# [EXERCISE]
Extract, from the records beneath this instruction, each line that contains the word "FieldModel".

# [SUPPLIED DATA]
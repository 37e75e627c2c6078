//! Configuration-phase entry points.
//!
//! A `ModelBuilder` owns one `MappingRegistry` for the duration of a
//! configuration phase. Declarations go in through `mark_unique`,
//! `mark_state_definer` and `field_helper` (directly, or per record through
//! `entity::<T>()`), and `finish` hands the frozen registry to its consumer.

use crate::{
    config::{BuilderConfig, ErrorPolicy},
    error::{ConfigError, ConfigErrors, DeclarationKind},
    model::{
        field::{FieldKind, FieldModel, TypeClass},
        record::{RecordKind, SourceType},
    },
    obs::{ConfigEvent, ConfigReport, EventSink, NoopSink, TracingSink},
    registry::MappingRegistry,
    select::{FieldSelector, resolve},
    validate,
};
use std::{fmt, marker::PhantomData};

///
/// ModelBuilder
///

pub struct ModelBuilder {
    registry: MappingRegistry,
    config: BuilderConfig,
    report: ConfigReport,
    sink: Box<dyn EventSink>,
}

impl ModelBuilder {
    #[must_use]
    pub fn new() -> Self {
        Self::with_config(BuilderConfig::default())
    }

    #[must_use]
    pub fn with_config(config: BuilderConfig) -> Self {
        let sink: Box<dyn EventSink> = if config.trace_declarations {
            Box::new(TracingSink)
        } else {
            Box::new(NoopSink)
        };

        Self {
            registry: MappingRegistry::new(),
            config,
            report: ConfigReport::default(),
            sink,
        }
    }

    /// Replace the event sink (the report is still kept by the builder).
    #[must_use]
    pub fn with_sink(mut self, sink: impl EventSink + 'static) -> Self {
        self.sink = Box::new(sink);
        self
    }

    #[must_use]
    pub const fn config(&self) -> &BuilderConfig {
        &self.config
    }

    #[must_use]
    pub const fn registry(&self) -> &MappingRegistry {
        &self.registry
    }

    #[must_use]
    pub const fn report(&self) -> &ConfigReport {
        &self.report
    }

    /// End the configuration phase and hand the registry to its consumer.
    #[must_use]
    pub fn finish(self) -> MappingRegistry {
        self.registry
    }

    /// Per-record configuration handle.
    pub fn entity<T: RecordKind>(&mut self) -> EntityConfig<'_, T> {
        EntityConfig {
            builder: self,
            _marker: PhantomData,
        }
    }

    // ==================== Declarations ====================

    /// Declare the selected fields of `T` unique in combination.
    pub fn mark_unique<T, S>(&mut self, selector: S) -> Result<(), ConfigError>
    where
        T: RecordKind,
        S: FieldSelector,
    {
        self.apply_unique(SourceType::of::<T>(), &selector)
    }

    /// Declare the selected reference fields of `T` as state definers.
    pub fn mark_state_definer<T, S>(&mut self, selector: S) -> Result<(), ConfigError>
    where
        T: RecordKind,
        S: FieldSelector,
    {
        self.apply_state_definer(SourceType::of::<T>(), &selector)
    }

    /// Resolve a single field of `T` for further per-field configuration.
    /// Only the first selected field is addressed by the handle.
    pub fn field_helper<T, S>(&mut self, selector: S) -> Result<FieldHandle<T>, ConfigError>
    where
        T: RecordKind,
        S: FieldSelector,
    {
        FieldHandle::resolve(&selector)
            .inspect_err(|err| self.reject(DeclarationKind::FieldHelper, err))
    }

    /// Apply a batch of declarations under the configured `ErrorPolicy`.
    pub fn declare_all<I>(&mut self, declarations: I) -> Result<(), ConfigErrors>
    where
        I: IntoIterator<Item = Declaration>,
    {
        let mut errs = ConfigErrors::new();

        for declaration in declarations {
            if let Err(err) = self.declare(&declaration) {
                errs.add(err);
                if self.config.on_error == ErrorPolicy::FailFast {
                    break;
                }
            }
        }

        errs.result()
    }

    /// Apply one type-erased declaration.
    pub fn declare(&mut self, declaration: &Declaration) -> Result<(), ConfigError> {
        let selector = declaration.fields.as_deref();

        match declaration.kind {
            DeclarationKind::Unique => self.apply_unique(declaration.source, &selector),
            DeclarationKind::StateDefiner => {
                self.apply_state_definer(declaration.source, &selector)
            }
            DeclarationKind::FieldHelper => {
                resolve(declaration.source, DeclarationKind::FieldHelper, &selector)
                    .map(|_| ())
                    .inspect_err(|err| self.reject(DeclarationKind::FieldHelper, err))
            }
        }
    }

    // ==================== Internals ====================

    fn apply_unique<S>(&mut self, source: SourceType, selector: &S) -> Result<(), ConfigError>
    where
        S: FieldSelector + ?Sized,
    {
        match validate::mark_unique(&mut self.registry, source, selector) {
            Ok(fields) => {
                self.emit(ConfigEvent::UniqueRegistered {
                    record: source.path(),
                    fields: fields.names(),
                });
                Ok(())
            }
            Err(err) => {
                self.reject(DeclarationKind::Unique, &err);
                Err(err)
            }
        }
    }

    fn apply_state_definer<S>(&mut self, source: SourceType, selector: &S) -> Result<(), ConfigError>
    where
        S: FieldSelector + ?Sized,
    {
        match validate::mark_state_definer(&mut self.registry, source, selector) {
            Ok(fields) => {
                self.emit(ConfigEvent::StateDefinersRegistered {
                    record: source.path(),
                    fields: fields.names(),
                });
                Ok(())
            }
            Err(err) => {
                self.reject(DeclarationKind::StateDefiner, &err);
                Err(err)
            }
        }
    }

    fn reject(&mut self, declaration: DeclarationKind, err: &ConfigError) {
        self.emit(ConfigEvent::Rejected {
            record: err.record(),
            declaration,
            kind: err.kind(),
            message: err.to_string(),
        });
    }

    fn emit(&mut self, event: ConfigEvent) {
        self.report.observe(&event);
        self.sink.record(&event);
    }
}

impl Default for ModelBuilder {
    fn default() -> Self {
        Self::new()
    }
}

impl fmt::Debug for ModelBuilder {
    fn fmt(&self, f: &mut fmt::Formatter<'_>) -> fmt::Result {
        f.debug_struct("ModelBuilder")
            .field("registry", &self.registry)
            .field("config", &self.config)
            .field("report", &self.report)
            .finish_non_exhaustive()
    }
}

///
/// EntityConfig
///
/// Configuration entry points bound to one record type.
///

pub struct EntityConfig<'a, T: RecordKind> {
    builder: &'a mut ModelBuilder,
    _marker: PhantomData<T>,
}

impl<T: RecordKind> EntityConfig<'_, T> {
    pub fn mark_unique(&mut self, selector: impl FieldSelector) -> Result<&mut Self, ConfigError> {
        self.builder.mark_unique::<T, _>(selector)?;

        Ok(self)
    }

    pub fn mark_state_definer(
        &mut self,
        selector: impl FieldSelector,
    ) -> Result<&mut Self, ConfigError> {
        self.builder.mark_state_definer::<T, _>(selector)?;

        Ok(self)
    }

    pub fn field_helper(&mut self, selector: impl FieldSelector) -> Result<FieldHandle<T>, ConfigError> {
        self.builder.field_helper::<T, _>(selector)
    }
}

///
/// FieldHandle
///
/// One resolved field of `T`, handed off for per-field configuration.
///

pub struct FieldHandle<T: RecordKind> {
    field: &'static FieldModel,
    _marker: PhantomData<T>,
}

impl<T: RecordKind> FieldHandle<T> {
    const fn new(field: &'static FieldModel) -> Self {
        Self {
            field,
            _marker: PhantomData,
        }
    }

    /// Resolve the first field named by `selector`, without recording
    /// anything anywhere.
    pub fn resolve<S>(selector: &S) -> Result<Self, ConfigError>
    where
        S: FieldSelector + ?Sized,
    {
        let source = SourceType::of::<T>();

        resolve(source, DeclarationKind::FieldHelper, selector)?
            .first()
            .copied()
            .map(Self::new)
            .ok_or(ConfigError::EmptySelection {
                record: source.path(),
                declaration: DeclarationKind::FieldHelper,
            })
    }

    #[must_use]
    pub const fn name(&self) -> &'static str {
        self.field.name
    }

    #[must_use]
    pub const fn kind(&self) -> &'static FieldKind {
        &self.field.kind
    }

    #[must_use]
    pub const fn class(&self) -> TypeClass {
        self.field.kind.class()
    }

    #[must_use]
    pub const fn model(&self) -> &'static FieldModel {
        self.field
    }

    #[must_use]
    pub fn source(&self) -> SourceType {
        SourceType::of::<T>()
    }
}

impl<T: RecordKind> Clone for FieldHandle<T> {
    fn clone(&self) -> Self {
        *self
    }
}

impl<T: RecordKind> Copy for FieldHandle<T> {}

impl<T: RecordKind> fmt::Debug for FieldHandle<T> {
    fn fmt(&self, f: &mut fmt::Formatter<'_>) -> fmt::Result {
        f.debug_struct("FieldHandle")
            .field("record", &T::MODEL.path)
            .field("field", &self.field.name)
            .finish()
    }
}

///
/// Declaration
///
/// Type-erased declaration for batch application.
/// `fields: None` stands for an absent selector.
///

#[derive(Clone, Debug)]
pub struct Declaration {
    pub source: SourceType,
    pub kind: DeclarationKind,
    pub fields: Option<Vec<&'static str>>,
}

impl Declaration {
    #[must_use]
    pub fn unique<T: RecordKind>(fields: &[&'static str]) -> Self {
        Self::new::<T>(DeclarationKind::Unique, Some(fields.to_vec()))
    }

    #[must_use]
    pub fn state_definer<T: RecordKind>(fields: &[&'static str]) -> Self {
        Self::new::<T>(DeclarationKind::StateDefiner, Some(fields.to_vec()))
    }

    #[must_use]
    pub fn new<T: RecordKind>(kind: DeclarationKind, fields: Option<Vec<&'static str>>) -> Self {
        Self {
            source: SourceType::of::<T>(),
            kind,
            fields,
        }
    }
}

///
/// TESTS
///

# [RESPONSE]
        field::{FieldKind, FieldModel, TypeClass},
    field: &'static FieldModel,
    const fn new(field: &'static FieldModel) -> Self {
    pub const fn model(&self) -> &'static FieldModel {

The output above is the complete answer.